Sunday, August 19, 2018

7312  Forums / Theology Forum / Orthodoxy - Chesterton on: June 22, 2007, 08:00:51 PM
I understand what you are saying. But from personal experience i have not found this to meet the standards of Christ in discipleship. After all Christ did not teach that balance between mens responsibility and Gods sovereignty would lead to a trust that was radical. This paradigm of balance can be mis applied to be a paradoxical paradigm of autonomy and self effort.

We really do not understand the power of the struggle with the flesh. Jesus teaching on this was radical. In other words what we are dealing with is making the personality of the trust more important than the trust itself. Here is what Jesus said was the problem. 16.      \"But to what shall I compare this generation? It is like children sitting in the market places, who call out to the other children,
17.     and say, `We played the flute for you, and you did not dance; we sang a dirge, and you did not mourn.'
18.     \"For John came neither eating nor drinking, and they say, `He has a demon!'
19.     \"The Son of Man came eating and drinking, and they say, `Behold, a gluttonous man and a drunkard, a friend of tax collectors and sinners!' Yet wisdom is vindicated by her deeds.\"
20.     Then He began to denounce the cities in which most of His miracles were done, because they did not repent.
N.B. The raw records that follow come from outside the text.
//! Instruction payload assembly for one iteration.

use std::fs;
use std::path::Path;

use anyhow::{Context, Result, anyhow};
use tracing::debug;

use crate::core::escalation::DenialTracker;

/// Read the build instructions fresh and append the escalation directive when due.
///
/// The instructions are never replaced; escalation only adds to them.
pub fn build_iteration_prompt(build_prompt: &Path, tracker: &DenialTracker) -> Result<String> {
    let mut prompt = fs::read_to_string(build_prompt)
        .with_context(|| format!("read build instructions {}", build_prompt.display()))?;
    if prompt.trim().is_empty() {
        return Err(anyhow!(
            "build instructions {} are empty",
            build_prompt.display()
        ));
    }
    if tracker.should_escalate() {
        debug!(streak = tracker.streak(), "appending escalation directive");
        prompt.push_str(&tracker.escalation_text());
    }
    Ok(prompt)
}
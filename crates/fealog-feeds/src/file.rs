//! File discovery and reading.
//!
//! A folder contributes, in this order:
//!
//! 1. every `*.log`
//! 2. the Assimilation client's `assimilationLogs.txt`
//! 3. rotated logs such as `app.log.1`, `app.log.2` (numeric suffix only)
//!
//! Each group is sorted by path and a path is never returned twice. The
//! audit log a previous run wrote into the same folder is not an input.

use fealog_core::{export::AUDIT_FILE, SourceFile};
use glob::glob;
use std::path::{Path, PathBuf};
use thiserror::Error;

pub const ASSIMILATION_LOG_NAME: &str = "assimilationLogs.txt";

const LOG_GLOB: &str = "*.log";
const ROTATED_GLOB: &str = "*.log.*";

#[derive(Debug, Error)]
pub enum FeedError {
    #[error("glob pattern error: {pattern}: {source}")]
    Glob {
        pattern: String,
        #[source]
        source: glob::PatternError,
    },

    #[error("cannot open input folder {path}: {source}")]
    FolderUnreadable {
        path: PathBuf,
        #[source]
        source: std::io::Error,
    },

    #[error("input path {path} is not a directory")]
    NotADirectory { path: PathBuf },

    #[error("failed to read {path}: {source}")]
    Read {
        path: PathBuf,
        #[source]
        source: std::io::Error,
    },
}

impl FeedError {
    /// The file or folder the error is about, when there is one.
    pub fn path(&self) -> Option<&Path> {
        match self {
            FeedError::Glob { .. } => None,
            FeedError::FolderUnreadable { path, .. }
            | FeedError::NotADirectory { path }
            | FeedError::Read { path, .. } => Some(path),
        }
    }
}

/// What [`discover`] found in a folder.
#[derive(Debug, Default)]
pub struct Discovery {
    pub files: Vec<PathBuf>,
    /// Entries that matched a pattern but could not be inspected. Each is a
    /// [`FeedError::Read`].
    pub unreadable: Vec<FeedError>,
}

/// List the log files in `folder`, in a stable order.
///
/// Fails when `folder` is missing or is not a directory. Entries that cannot
/// be inspected are returned in [`Discovery::unreadable`] instead of failing
/// the whole listing.
pub fn discover(folder: &Path) -> Result<Discovery, FeedError> {
    let metadata = std::fs::metadata(folder).map_err(|source| FeedError::FolderUnreadable {
        path: folder.to_path_buf(),
        source,
    })?;
    if !metadata.is_dir() {
        return Err(FeedError::NotADirectory {
            path: folder.to_path_buf(),
        });
    }

    let mut unreadable = Vec::new();
    let mut files = matching(folder, LOG_GLOB, &mut unreadable)?;
    files.extend(matching(folder, ASSIMILATION_LOG_NAME, &mut unreadable)?);
    files.extend(
        matching(folder, ROTATED_GLOB, &mut unreadable)?
            .into_iter()
            .filter(|p| has_numeric_extension(p)),
    );

    let mut seen = std::collections::HashSet::new();
    files.retain(|p| p.file_name().is_none_or(|n| n != AUDIT_FILE) && seen.insert(p.clone()));

    tracing::debug!(
        folder = %folder.display(),
        files = files.len(),
        unreadable = unreadable.len(),
        "discovered log files"
    );
    Ok(Discovery { files, unreadable })
}

/// Read `path` into lines. Invalid UTF-8 is replaced, not rejected.
pub fn read_source(path: &Path) -> Result<SourceFile, FeedError> {
    let bytes = std::fs::read(path).map_err(|source| FeedError::Read {
        path: path.to_path_buf(),
        source,
    })?;
    let text = String::from_utf8_lossy(&bytes);
    let text = text.strip_prefix('\u{feff}').unwrap_or(&*text);

    Ok(SourceFile::from_text(path.display().to_string(), text))
}

fn matching(
    folder: &Path,
    pattern: &str,
    unreadable: &mut Vec<FeedError>,
) -> Result<Vec<PathBuf>, FeedError> {
    let escaped = glob::Pattern::escape(&folder.to_string_lossy());
    let full = Path::new(&escaped).join(pattern).to_string_lossy().into_owned();

    let entries = glob(&full).map_err(|source| FeedError::Glob {
        pattern: full.clone(),
        source,
    })?;

    let mut paths = Vec::new();
    for entry in entries {
        match entry {
            Ok(path) if path.is_file() => paths.push(path),
            Ok(_) => {}
            Err(e) => unreadable.push(unreadable_entry(e)),
        }
    }

    paths.sort();
    Ok(paths)
}

fn unreadable_entry(error: glob::GlobError) -> FeedError {
    let path = error.path().to_path_buf();
    tracing::warn!(path = %path.display(), error = %error.error(), "cannot inspect directory entry");
    FeedError::Read {
        path,
        source: error.into_error(),
    }
}

fn has_numeric_extension(path: &Path) -> bool {
    path.extension()
        .and_then(|ext| ext.to_str())
        .is_some_and(|ext| !ext.is_empty() && ext.bytes().all(|b| b.is_ascii_digit()))
}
Its not really the freedom to exercise the will, but its that we are fighting against the tendencies to regard these neutral things by choice as an excuse to disregard the importance of these times in our lives that are ordered by God so that we treat them as common. ie worship, selflessness, mortification, a serious disposition , having pleasure in Christ alone. Its not necessarily sin that takes the place of these times, but it is good things, and because of the flesh we are always waring against wanting to do the opposite in what God has determined at the time, or really not giving all of our strength to the means of grace.